*** Opening Data under study ***

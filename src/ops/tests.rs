// SPDX-FileCopyrightText: 2026 Bruno Meilick
// SPDX-License-Identifier: LicenseRef-Naiad-FreeUse-NoCopy-NoDerivatives
//
// All rights reserved.
//
// This file is part of Naiad and is proprietary software.
// Unauthorized copying, modification, or distribution is prohibited.

use super::{apply_ops, ApplyError, Op};
use crate::model::fixtures;
use crate::model::{Column, DiagramObject, EdgeId, NodeId, Point, RelationKind, Size};

fn nid(value: &str) -> NodeId {
    NodeId::new(value).expect("node id")
}

fn eid(value: &str) -> EdgeId {
    EdgeId::new(value).expect("edge id")
}

#[test]
fn stale_base_rev_is_rejected() {
    let mut diagram = fixtures::diagram_sibling_fan();
    diagram.set_rev(4);

    let result = apply_ops(
        &mut diagram,
        3,
        &[Op::RenameTable {
            node_id: nid("n:hub"),
            name: "renamed".into(),
        }],
    );

    assert_eq!(
        result,
        Err(ApplyError::Conflict {
            base_rev: 3,
            current_rev: 4,
        })
    );
    assert_eq!(diagram.rev(), 4);
}

#[test]
fn empty_batch_does_not_bump_the_rev() {
    let mut diagram = fixtures::diagram_sibling_fan();
    let result = apply_ops(&mut diagram, 0, &[]).expect("apply");
    assert_eq!(result.new_rev, 0);
    assert_eq!(result.applied, 0);
    assert_eq!(diagram.rev(), 0);
}

#[test]
fn add_table_and_connect_report_added_objects() {
    let mut diagram = fixtures::starter_diagram();

    let result = apply_ops(
        &mut diagram,
        0,
        &[
            Op::AddTable {
                node_id: nid("n:orders"),
                name: "orders".into(),
                position: Point::new(600.0, 200.0),
            },
            Op::Connect {
                edge_id: eid("e:1"),
                source_node_id: nid("n:users"),
                target_node_id: nid("n:orders"),
                source_anchor: Some("right:0".into()),
                target_anchor: Some("left:0".into()),
            },
        ],
    )
    .expect("apply");

    assert_eq!(result.new_rev, 1);
    assert_eq!(result.applied, 2);
    assert_eq!(
        result.delta.added,
        vec![
            DiagramObject::Table(nid("n:orders")),
            DiagramObject::Edge(eid("e:1")),
        ]
    );

    let edge = diagram.edges().get(&eid("e:1")).expect("edge");
    assert_eq!(edge.kind(), RelationKind::OneToOne);
    let orders = diagram.nodes().get(&nid("n:orders")).expect("table");
    assert_eq!(orders.columns()[0].name, "id");
}

#[test]
fn removing_a_table_cascades_to_its_edges() {
    let mut diagram = fixtures::diagram_sibling_fan();

    let result = apply_ops(
        &mut diagram,
        0,
        &[Op::RemoveTable {
            node_id: nid("n:hub"),
        }],
    )
    .expect("apply");

    assert!(diagram.edges().is_empty());
    assert!(!diagram.nodes().contains_key(&nid("n:hub")));
    assert_eq!(
        result.delta.removed,
        vec![
            DiagramObject::Table(nid("n:hub")),
            DiagramObject::Edge(eid("e:a")),
            DiagramObject::Edge(eid("e:b")),
            DiagramObject::Edge(eid("e:c")),
        ]
    );
}

#[test]
fn failing_batch_leaves_the_diagram_untouched() {
    let mut diagram = fixtures::starter_diagram();
    let before = diagram.clone();

    let result = apply_ops(
        &mut diagram,
        0,
        &[
            Op::AddTable {
                node_id: nid("n:orders"),
                name: "orders".into(),
                position: Point::default(),
            },
            Op::RemoveEdge {
                edge_id: eid("e:missing"),
            },
        ],
    );

    assert_eq!(
        result,
        Err(ApplyError::EdgeNotFound {
            edge_id: eid("e:missing"),
        })
    );
    assert_eq!(diagram, before);
}

#[test]
fn connect_requires_live_endpoints() {
    let mut diagram = fixtures::starter_diagram();

    let result = apply_ops(
        &mut diagram,
        0,
        &[Op::Connect {
            edge_id: eid("e:1"),
            source_node_id: nid("n:users"),
            target_node_id: nid("n:ghost"),
            source_anchor: None,
            target_anchor: None,
        }],
    );

    assert_eq!(
        result,
        Err(ApplyError::MissingEndpoint {
            edge_id: eid("e:1"),
            node_id: nid("n:ghost"),
        })
    );
}

#[test]
fn column_edits_round_trip_through_ops() {
    let mut diagram = fixtures::starter_diagram();
    let users = nid("n:users");

    apply_ops(
        &mut diagram,
        0,
        &[
            Op::AddColumn {
                node_id: users.clone(),
                column: Column::new("created_at", "timestamp"),
            },
            Op::UpdateColumn {
                node_id: users.clone(),
                index: 1,
                column: Column::new("email_address", "text"),
            },
            Op::RemoveColumn {
                node_id: users.clone(),
                index: 2,
            },
        ],
    )
    .expect("apply");

    let table = diagram.nodes().get(&users).expect("table");
    let names = table
        .columns()
        .iter()
        .map(|column| column.name.as_str())
        .collect::<Vec<_>>();
    assert_eq!(names, vec!["id", "email_address"]);
}

#[test]
fn column_index_out_of_range_is_rejected() {
    let mut diagram = fixtures::starter_diagram();

    let result = apply_ops(
        &mut diagram,
        0,
        &[Op::RemoveColumn {
            node_id: nid("n:users"),
            index: 9,
        }],
    );

    assert_eq!(
        result,
        Err(ApplyError::ColumnOutOfRange {
            node_id: nid("n:users"),
            index: 9,
            len: 2,
        })
    );
}

#[test]
fn set_relation_kind_records_an_update() {
    let mut diagram = fixtures::diagram_sibling_fan();

    let result = apply_ops(
        &mut diagram,
        0,
        &[Op::SetRelationKind {
            edge_id: eid("e:a"),
            kind: RelationKind::OneToMany,
        }],
    )
    .expect("apply");

    assert_eq!(result.delta.updated, vec![DiagramObject::Edge(eid("e:a"))]);
    let edge = diagram.edges().get(&eid("e:a")).expect("edge");
    assert_eq!(edge.kind(), RelationKind::OneToMany);
}

#[test]
fn resize_and_move_update_the_table() {
    let mut diagram = fixtures::starter_diagram();
    let users = nid("n:users");

    apply_ops(
        &mut diagram,
        0,
        &[
            Op::MoveTable {
                node_id: users.clone(),
                position: Point::new(10.0, 20.0),
            },
            Op::SetTableSize {
                node_id: users.clone(),
                size: Some(Size::new(240.0, 180.0)),
            },
        ],
    )
    .expect("apply");

    let table = diagram.nodes().get(&users).expect("table");
    assert_eq!(table.position(), Point::new(10.0, 20.0));
    assert_eq!(table.size(), Some(Size::new(240.0, 180.0)));
}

*** Closing Data under study ***

--- What is expected ---
All the lines that hold the word "before" must appear in the answer, copied from the records.

--- Exercise response ---
    let before = diagram.clone();
    assert_eq!(diagram, before);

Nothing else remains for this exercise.